Updated: Sept. 4, 2020 at 1:59 p.m.
Officials are “looking into” a White professor’s claim that she had lied about her racial identity for years.
Jessica Krug, an associate professor who specializes in Africa, Latin America, and African American history, wrote in a Medium post Thursday that for years she falsely claimed to be Black, when in fact she is a White Jewish woman from Kansas City, Missouri. Krug said she lied about claiming Black North African descent, Black American descent and Black Caribbean descent.
“I should absolutely be canceled,” she wrote in the post. “No – I don’t write in passive voice, ever, because I believe we must name power. So. You should absolutely cancel me, and I absolutely cancel myself.”
University spokesperson Crystal Nosal said officials are “aware of the post and are looking into the situation.” She declined to say whether Krug is the author of the Medium post, when officials were alerted about the post and whether action will be taken against Krug as a result of the post.
“We cannot further comment on personnel matters,” she said in an email.
Krug and Daniel Schwartz, the chair of the history department, did not return requests for comment.
Krug is teaching two classes this semester on African and Latin American history, according to the schedule of classes.
She wrote in the post that she has experienced “mental health demons” throughout her life, saying she pretended to be Black in her teen years and held onto that false identity into her adulthood. Krug added that mental health issues can’t justify or excuse appropriating herself to Black culture, and her false identity was “crafted entirely from the fabric of Black lives.”
“I am not a culture vulture,” Krug wrote in the post. “I am a culture leech.”
Krug penned an op-ed in Essence – a media and technology company dedicated to Black women that runs a lifestyle, fashion and beauty magazine – last week titled “On Puerto Rico, Blackness and being when nations aren’t enough” which has since been removed, according to Internet archive The WayBack Machine.
She has also written for RaceBaitr, a publication that explores the “ways race is expressed and defined.” Hari Ziyad, the editor in chief of RaceBaitr, tweeted Thursday that Krug, whom they identified as a University professor, called them this morning “admitting to everything” in the Medium post.

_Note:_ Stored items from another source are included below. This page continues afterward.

//! DSL tokenizer.
//!
//! Maximal-munch scanner over the DSL text. Identifiers are case-folded to
//! upper case and keywords recognized after folding. Whitespace (newlines
//! included) only separates tokens. Every token records the 1-based line and
//! column of its first character; the stream always ends with [`TokenKind::Eof`].

use std::fmt;

use tracing::trace;

use crate::domain::error::{ParseError, ParseErrorKind};

#[derive(Debug, Clone, Copy, PartialEq, Eq)]
pub enum Keyword {
    Entry,
    Exit,
    And,
    Or,
    Not,
    True,
    False,
    CrossOver,
    CrossUnder,
}

impl Keyword {
    fn from_upper(word: &str) -> Option<Keyword> {
        Some(match word {
            "ENTRY" => Keyword::Entry,
            "EXIT" => Keyword::Exit,
            "AND" => Keyword::And,
            "OR" => Keyword::Or,
            "NOT" => Keyword::Not,
            "TRUE" => Keyword::True,
            "FALSE" => Keyword::False,
            "CROSSOVER" => Keyword::CrossOver,
            "CROSSUNDER" => Keyword::CrossUnder,
            _ => return None,
        })
    }

    pub fn as_str(&self) -> &'static str {
        match self {
            Keyword::Entry => "ENTRY",
            Keyword::Exit => "EXIT",
            Keyword::And => "AND",
            Keyword::Or => "OR",
            Keyword::Not => "NOT",
            Keyword::True => "TRUE",
            Keyword::False => "FALSE",
            Keyword::CrossOver => "CROSSOVER",
            Keyword::CrossUnder => "CROSSUNDER",
        }
    }
}

#[derive(Debug, Clone, PartialEq)]
pub enum TokenKind {
    Number(f64),
    Ident(String),
    Keyword(Keyword),
    Gt,
    Lt,
    Ge,
    Le,
    EqEq,
    Ne,
    Plus,
    Minus,
    Star,
    Slash,
    LParen,
    RParen,
    LBracket,
    RBracket,
    Comma,
    Colon,
    Eof,
}

impl fmt::Display for TokenKind {
    fn fmt(&self, f: &mut fmt::Formatter<'_>) -> fmt::Result {
        match self {
            TokenKind::Number(n) => write!(f, "number {n}"),
            TokenKind::Ident(name) => write!(f, "identifier '{name}'"),
            TokenKind::Keyword(k) => write!(f, "'{}'", k.as_str()),
            TokenKind::Gt => f.write_str("'>'"),
            TokenKind::Lt => f.write_str("'<'"),
            TokenKind::Ge => f.write_str("'>='"),
            TokenKind::Le => f.write_str("'<='"),
            TokenKind::EqEq => f.write_str("'=='"),
            TokenKind::Ne => f.write_str("'!='"),
            TokenKind::Plus => f.write_str("'+'"),
            TokenKind::Minus => f.write_str("'-'"),
            TokenKind::Star => f.write_str("'*'"),
            TokenKind::Slash => f.write_str("'/'"),
            TokenKind::LParen => f.write_str("'('"),
            TokenKind::RParen => f.write_str("')'"),
            TokenKind::LBracket => f.write_str("'['"),
            TokenKind::RBracket => f.write_str("']'"),
            TokenKind::Comma => f.write_str("','"),
            TokenKind::Colon => f.write_str("':'"),
            TokenKind::Eof => f.write_str("end of input"),
        }
    }
}

#[derive(Debug, Clone, PartialEq)]
pub struct Token {
    pub kind: TokenKind,
    pub line: usize,
    pub column: usize,
}

fn is_ident_start(ch: char) -> bool {
    ch.is_ascii_alphabetic() || ch == '_'
}

fn is_ident_char(ch: char) -> bool {
    ch.is_ascii_alphanumeric() || ch == '_'
}

struct Lexer<'a> {
    input: &'a str,
    pos: usize,
    line: usize,
    column: usize,
}

impl<'a> Lexer<'a> {
    fn new(input: &'a str) -> Self {
        Self {
            input,
            pos: 0,
            line: 1,
            column: 1,
        }
    }

    fn remaining(&self) -> &'a str {
        &self.input[self.pos..]
    }

    fn peek(&self) -> Option<char> {
        self.remaining().chars().next()
    }

    fn peek_second(&self) -> Option<char> {
        self.remaining().chars().nth(1)
    }

    fn advance(&mut self) -> Option<char> {
        let ch = self.peek()?;
        self.pos += ch.len_utf8();
        if ch == '\n' {
            self.line += 1;
            self.column = 1;
        } else {
            self.column += 1;
        }
        Some(ch)
    }

    fn skip_whitespace(&mut self) {
        while self.peek().is_some_and(char::is_whitespace) {
            self.advance();
        }
    }

    fn error(&self, message: String, line: usize, column: usize) -> ParseError {
        ParseError::new(ParseErrorKind::Lex, message, line, column)
    }

    fn lex_number(&mut self) -> Result<TokenKind, ParseError> {
        let (line, column) = (self.line, self.column);
        let mut text = String::new();
        while let Some(ch) = self.peek() {
            if ch.is_ascii_digit() {
                text.push(ch);
                self.advance();
            } else if ch == '_' && self.peek_second().is_some_and(|c| c.is_ascii_digit()) {
                self.advance();
            } else {
                break;
            }
        }
        if self.peek() == Some('.') && self.peek_second().is_some_and(|c| c.is_ascii_digit()) {
            text.push('.');
            self.advance();
            while let Some(ch) = self.peek().filter(char::is_ascii_digit) {
                text.push(ch);
                self.advance();
            }
        }
        let mut value: f64 = text
            .parse()
            .map_err(|_| self.error(format!("invalid number '{text}'"), line, column))?;

        let multiplier = match self.peek() {
            Some('k' | 'K') => 1e3,
            Some('m' | 'M') => 1e6,
            _ => 1.0,
        };
        if multiplier != 1.0 && !self.peek_second().is_some_and(is_ident_char) {
            self.advance();
            value *= multiplier;
        }
        Ok(TokenKind::Number(value))
    }

    fn lex_word(&mut self) -> TokenKind {
        let start = self.pos;
        while self.peek().is_some_and(is_ident_char) {
            self.advance();
        }
        let word = self.input[start..self.pos].to_ascii_uppercase();
        match Keyword::from_upper(&word) {
            Some(keyword) => TokenKind::Keyword(keyword),
            None => TokenKind::Ident(word),
        }
    }

    fn lex_symbol(&mut self, ch: char) -> Result<TokenKind, ParseError> {
        let (line, column) = (self.line, self.column);
        let next = self.peek_second();
        let (kind, width) = match (ch, next) {
            ('>', Some('=')) => (TokenKind::Ge, 2),
            ('<', Some('=')) => (TokenKind::Le, 2),
            ('=', Some('=')) => (TokenKind::EqEq, 2),
            ('!', Some('=')) => (TokenKind::Ne, 2),
            ('>', _) => (TokenKind::Gt, 1),
            ('<', _) => (TokenKind::Lt, 1),
            ('+', _) => (TokenKind::Plus, 1),
            ('-', _) => (TokenKind::Minus, 1),
            ('*', _) => (TokenKind::Star, 1),
            ('/', _) => (TokenKind::Slash, 1),
            ('(', _) => (TokenKind::LParen, 1),
            (')', _) => (TokenKind::RParen, 1),
            ('[', _) => (TokenKind::LBracket, 1),
            (']', _) => (TokenKind::RBracket, 1),
            (',', _) => (TokenKind::Comma, 1),
            (':', _) => (TokenKind::Colon, 1),
            ('=', _) => {
                return Err(self.error(
                    "unexpected character '=' (use '==' for equality)".to_string(),
                    line,
                    column,
                ));
            }
            _ => {
                return Err(self.error(format!("unexpected character '{ch}'"), line, column));
            }
        };
        for _ in 0..width {
            self.advance();
        }
        Ok(kind)
    }

    fn next_token(&mut self) -> Result<Token, ParseError> {
        self.skip_whitespace();
        let (line, column) = (self.line, self.column);
        let kind = match self.peek() {
            None => TokenKind::Eof,
            Some(ch) if ch.is_ascii_digit() => self.lex_number()?,
            Some(ch) if is_ident_start(ch) => self.lex_word(),
            Some(ch) => self.lex_symbol(ch)?,
        };
        Ok(Token { kind, line, column })
    }
}

/// Tokenize DSL text. The returned stream always ends with an `Eof` token
/// positioned just past the input.
pub fn tokenize(input: &str) -> Result<Vec<Token>, ParseError> {
    let mut lexer = Lexer::new(input);
    let mut tokens = Vec::new();
    loop {
        let token = lexer.next_token()?;
        let done = token.kind == TokenKind::Eof;
        tokens.push(token);
        if done {
            break;
        }
    }
    trace!(count = tokens.len(), "tokenized DSL input");
    Ok(tokens)
}
//! Marker-driven translator.
//!
//! Finds "buy when", "sell if", "exit once" style markers anywhere in the
//! text. Each marker opens a segment that runs to the end of its sentence
//! or to the next marker. Text with no marker at all is read as entry
//! conditions.

use std::sync::LazyLock;

use regex::Regex;
use tracing::debug;

use super::lexicon::{self, Side};
use super::{StructuredStrategy, Translator};
use crate::domain::error::TranslateError;

static MARKER: LazyLock<Regex> = LazyLock::new(|| {
    Regex::new(
        r"\b(buy|enter|go long|trigger entry|sell|exit|close the position|go flat)\s+(?:when|if|once|whenever)\s+",
    )
    .unwrap()
});

static SENTENCE_END: LazyLock<Regex> = LazyLock::new(|| Regex::new(r"[.!?;](?:\s|$)").unwrap());

#[derive(Debug, Clone, Copy, Default)]
pub struct HeuristicTranslator;

struct Marker {
    side: Side,
    start: usize,
    body: usize,
}

fn first_sentence(text: &str) -> &str {
    match SENTENCE_END.find(text) {
        Some(end) => &text[..end.start()],
        None => text,
    }
}

impl Translator for HeuristicTranslator {
    fn name(&self) -> &'static str {
        "heuristic"
    }

    fn structure(&self, text: &str) -> Result<StructuredStrategy, TranslateError> {
        let normalized = lexicon::normalize(text);
        let markers: Vec<Marker> = MARKER
            .captures_iter(&normalized)
            .filter_map(|caps| {
                let whole = caps.get(0)?;
                Some(Marker {
                    side: Side::from_verb(caps.get(1)?.as_str()),
                    start: whole.start(),
                    body: whole.end(),
                })
            })
            .collect();

        let mut structured = StructuredStrategy::default();
        if markers.is_empty() {
            debug!("no entry or exit marker, reading the whole text as entry conditions");
            structured.entry = lexicon::conditions(&normalized);
        }
        for (n, marker) in markers.iter().enumerate() {
            let end = markers.get(n + 1).map_or(normalized.len(), |next| next.start);
            let clauses = lexicon::conditions(first_sentence(&normalized[marker.body..end]));
            match marker.side {
                Side::Entry => structured.entry.extend(clauses),
                Side::Exit => structured.exit.extend(clauses),
            }
        }

        if structured.is_empty() {
            return Err(TranslateError::NoClauses {
                text: text.trim().to_string(),
            });
        }
        debug!(
            entry = structured.entry.len(),
            exit = structured.exit.len(),
            "structured natural language rules"
        );
        Ok(structured)
    }
}
use clap::Parser;
use stratlang::cli::{Cli, run};

fn main() -> std::process::ExitCode {
    run(Cli::parse())
}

Ziyad did not immediately return a request for comment.
“She didn’t do it out of benevolence,” they wrote. “She did it because she had been found out.”
Kurg is not the first University professor to falsify their background. Novelist H.G. Carrillo, who taught creative writing at GW for eight years and died of complications from COVID-19, caused by the coronavirus, earlier this year lied about being Latino, according to The Washington Post.
Student Association President Howard Brookins, SA Executive Vice President Brandon Hill and the body’s Black Senators’ Caucus condemned Krug’s “Blackfishing” – when a non-Black person pretends to be or make themself appear Black – Thursday, calling for her “immediate termination” and for an ‘“increased investment in the Black community” at the University.
“Professor Krug serves as a primary example of the University’s racially insensitive undertones existing on every institutional level,” SA leaders said in the post. “As Black students, we no longer feel pride in our University and fear how the negative reputation of the George Washington University will impact us in our future endeavors.”
The Black Student Union released a statement Thursday evening stating Black students and students of color are “tired” of writing statements and “fighting to make an institution that doesn’t seem to want to be better.” Krug’s actions are “one more blow to the soul of the community,” the group wrote.
“Students, people, are being hurt by this institution’s disregard of Black life,” the group said in the post. “Black students across the diaspora deserve better. This University’s staff and faculty deserve better. GW deserves better. It’s time to begin to address the root of these issues, and rip them from the soil.”
GW’s “embarrassing lack of authentic” Black and Latinx faculty “made room for a person like Jessica Krug,” the group wrote. The lack of “institutional support” for students prompted Black students and students of color to need to reach out to Krug and other faculty “only for it to fall from grace,” they said.
“Jessica Krug is a symptom, not the problem,” they wrote. “We are ready to address the problem.”